Francine DEMICHEL nous a quittés. Francine fut professeure de droit
public, présidente de l'Université Paris VIII, directrice de
l'enseignement supérieur au Ministère de l'Education
Nationale, présidente de la fondation de l'Université de Corse.
Elle
était notre amie, notre amie militante, membre du bureau de la section
de Corse de la ligue des droits de l'Homme depuis de nombreuses années
et notre présidente d'honneur.
Elle va nous manquer. Sa passion
pour le politique, pour la chose publique, sa pensée toujours neuve, son
enthousiasme à comprendre les autres, sa jeunesse et sa parole parfois
vive parce que toujours réactive à l'expression des mépris, toujours
révoltée par les injustices; celles des inégalités sociales, celles de
tous les abus de pouvoir.
A Paris comme en Corse, ses
engagements ont été nombreux en tant qu'universitaire, en tant que
citoyenne, en tant que femme et celui de longue date au parti
communiste.

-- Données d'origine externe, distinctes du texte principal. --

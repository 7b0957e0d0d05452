use crate::extractors::authenticated_user::AuthenticatedUser;
use crate::params::user::RegisterParams;
use crate::{AppState, Error};
use axum::extract::State;
use axum::http::StatusCode;
use axum::response::IntoResponse;
use axum::Json;
use domain::user as UserApi;
use domain::UserView;
use log::*;
use serde_json::json;

/// POST register a new identity
#[utoipa::path(
    post,
    path = "/register",
    request_body = RegisterParams,
    responses(
        (status = 201, description = "Successfully registered a new identity"),
        (status = 400, description = "Username already registered"),
        (status = 422, description = "Username is not email-shaped")
    )
)]
pub async fn register(
    State(app_state): State<AppState>,
    Json(params): Json<RegisterParams>,
) -> Result<impl IntoResponse, Error> {
    debug!("POST Register a new identity: {params:?}");

    let user = UserApi::register(
        app_state.db_conn_ref(),
        params.username,
        params.password,
        params.full_name,
    )
    .await?;

    info!("Registered new identity: {}", user.username);

    Ok((
        StatusCode::CREATED,
        Json(json!({"message": "Identity registered"})),
    ))
}

/// GET all registered identities. Requires a valid bearer token; password
/// digests are excluded at query level.
#[utoipa::path(
    get,
    path = "/users",
    responses(
        (status = 200, description = "All registered identities, without password digests", body = [UserView]),
        (status = 401, description = "Unauthorized")
    ),
    security(
        ("bearer_auth" = [])
    )
)]
pub async fn index(
    AuthenticatedUser(subject): AuthenticatedUser,
    State(app_state): State<AppState>,
) -> Result<impl IntoResponse, Error> {
    debug!("GET all users requested by: {subject}");

    let users = UserApi::find_all(app_state.db_conn_ref()).await?;

    Ok(Json(users))
}
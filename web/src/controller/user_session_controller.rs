use crate::{AppState, Error};
use axum::extract::State;
use axum::response::IntoResponse;
use axum::{Form, Json};
use domain::token;
use domain::user::Credentials;
use log::*;

/// Logs a user in and returns a signed bearer access token.
///
/// The body is OAuth2 password-grant shaped form data. Present the returned
/// token on every protected request, e.g.:
/// curl --header "Authorization: Bearer <access_token>" http://localhost:4000/users
#[utoipa::path(
    post,
    path = "/token",
    request_body(content = domain::user::Credentials, content_type = "application/x-www-form-urlencoded"),
    responses(
        (status = 200, description = "Logs in and returns a bearer access token", body = domain::token::AccessToken),
        (status = 401, description = "Unauthorized")
    )
)]
pub async fn login(
    State(app_state): State<AppState>,
    Form(creds): Form<Credentials>,
) -> Result<impl IntoResponse, Error> {
    debug!("POST Login attempt: {creds:?}");

    // One generic 401 for unknown-user and wrong-password alike; the
    // distinction never reaches the client.
    let user = domain::user::authenticate(app_state.db_conn_ref(), &creds).await?;

    let access_token = token::issue(&app_state.config, &user.username)?;

    info!("Issued access token for: {}", user.username);

    Ok(Json(access_token))
}
//! Error types for the `domain` layer.
use entity_api::error::{EntityApiErrorKind, Error as EntityApiError};
use std::error::Error as StdError;
use std::fmt;

/// Top-level domain error type.
/// Errors in the Domain layer are modeled as a tree structure
/// with `domain::error::Error` as the root type holding a tree of `error_kind`
/// enums that represent the kinds of errors that can occur in the domain layer or
/// in lower layers. The `source` field is used to hold the original error that caused
/// the domain error. The intent is to translate errors between layers while maintaining
/// layer boundaries: `domain` depends on `entity_api`, and `web` depends on `domain`,
/// but `web` should never depend directly on `entity_api` error details. Ultimately the
/// various `error_kind`s are used by `web` to return appropriate HTTP status codes and
/// messages to the client.
#[derive(Debug)]
pub struct Error {
    pub source: Option<Box<dyn StdError + Send + Sync>>,
    pub error_kind: DomainErrorKind,
}

/// Enum representing the major categories of errors that can occur in the `domain` layer.
#[derive(Debug, PartialEq)]
pub enum DomainErrorKind {
    Internal(InternalErrorKind),
    External(ExternalErrorKind),
}

/// Enum representing the various kinds of internal errors that can occur in the `domain` layer.
#[derive(Debug, PartialEq)]
pub enum InternalErrorKind {
    Entity(EntityErrorKind),
    Token(TokenErrorKind),
    Config,
    Other(String),
}

/// Enum representing the various kinds of entity errors that can bubble up from the
/// entity layer (`entity_api` and `entity`). These errors are translated from the
/// `entity_api` layer and reduced to a subset of kinds that matter to the `domain` layer.
#[derive(Debug, PartialEq)]
pub enum EntityErrorKind {
    NotFound,
    Invalid,
    AlreadyExists,
    Unauthenticated,
    Other(String),
}

/// Enum representing why an access token failed validation. The web layer
/// collapses all of these to a single Unauthorized response; the distinction
/// exists for logging and tests.
#[derive(Debug, PartialEq)]
pub enum TokenErrorKind {
    Expired,
    InvalidSignature,
    Malformed,
}

/// Enum representing the various kinds of external errors that can occur in the `domain` layer.
#[derive(Debug, PartialEq)]
pub enum ExternalErrorKind {
    Network,
    Other(String),
}

impl fmt::Display for Error {
    fn fmt(&self, f: &mut fmt::Formatter) -> fmt::Result {
        write!(f, "Domain Error: {self:?}")
    }
}

impl StdError for Error {
    fn source(&self) -> Option<&(dyn StdError + 'static)> {
        self.source
            .as_ref()
            .map(|e| e.as_ref() as &(dyn StdError + 'static))
    }
}

// This is where we translate errors from the `entity_api` layer to the `domain` layer.
impl From<EntityApiError> for Error {
    fn from(err: EntityApiError) -> Self {
        let entity_error_kind = match err.error_kind {
            EntityApiErrorKind::RecordNotFound => EntityErrorKind::NotFound,
            EntityApiErrorKind::RecordAlreadyExists => EntityErrorKind::AlreadyExists,
            EntityApiErrorKind::RecordUnauthenticated => EntityErrorKind::Unauthenticated,
            EntityApiErrorKind::InvalidQueryTerm => EntityErrorKind::Invalid,
            _ => EntityErrorKind::Other("EntityErrorKind".to_string()),
        };

        Error {
            source: Some(Box::new(err)),
            error_kind: DomainErrorKind::Internal(InternalErrorKind::Entity(entity_error_kind)),
        }
    }
}

impl From<jsonwebtoken::errors::Error> for Error {
    fn from(err: jsonwebtoken::errors::Error) -> Self {
        use jsonwebtoken::errors::ErrorKind as JwtErrorKind;

        let token_error_kind = match err.kind() {
            JwtErrorKind::ExpiredSignature => TokenErrorKind::Expired,
            JwtErrorKind::InvalidSignature => TokenErrorKind::InvalidSignature,
            _ => TokenErrorKind::Malformed,
        };

        Error {
            source: Some(Box::new(err)),
            error_kind: DomainErrorKind::Internal(InternalErrorKind::Token(token_error_kind)),
        }
    }
}
//! WebSocket HTTP handler for the web layer.
//!
//! This module contains only the Axum handler for the admin notification
//! endpoint. The core fan-out infrastructure (Manager, ConnectionRegistry,
//! message types) lives in the `notifications` crate.

pub mod handler;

Apportant sa réflexion à la reconnaissance du peuple corse,
elle suivait avec inquiétude et clairvoyance les perspectives
d'évolution institutionnelle pour notre île.
Francine fut toute sa vie dans les combats pour les droits des femmes. C'est L'hymne des femmes qu'elle veut entendre et nous faire entendre au moment de son départ.
Relisons
ses textes, à la fois poétiques et politiques, et parmi eux les
derniers qu'elle a écrit pour la LDH - section de Corse : "Pour une philosophie politique de la fraternité" où elle dit son attachement à la fraternité en projetant l'adelphité, puis ses Pensées du Jour de l’An, en janvier dernier, intitulées « ramasser les bonheurs qui traînent »
A sa fille Sophie, à toutes ses amies et amis, la ligue des droits de l'Homme adresse ses condoléances.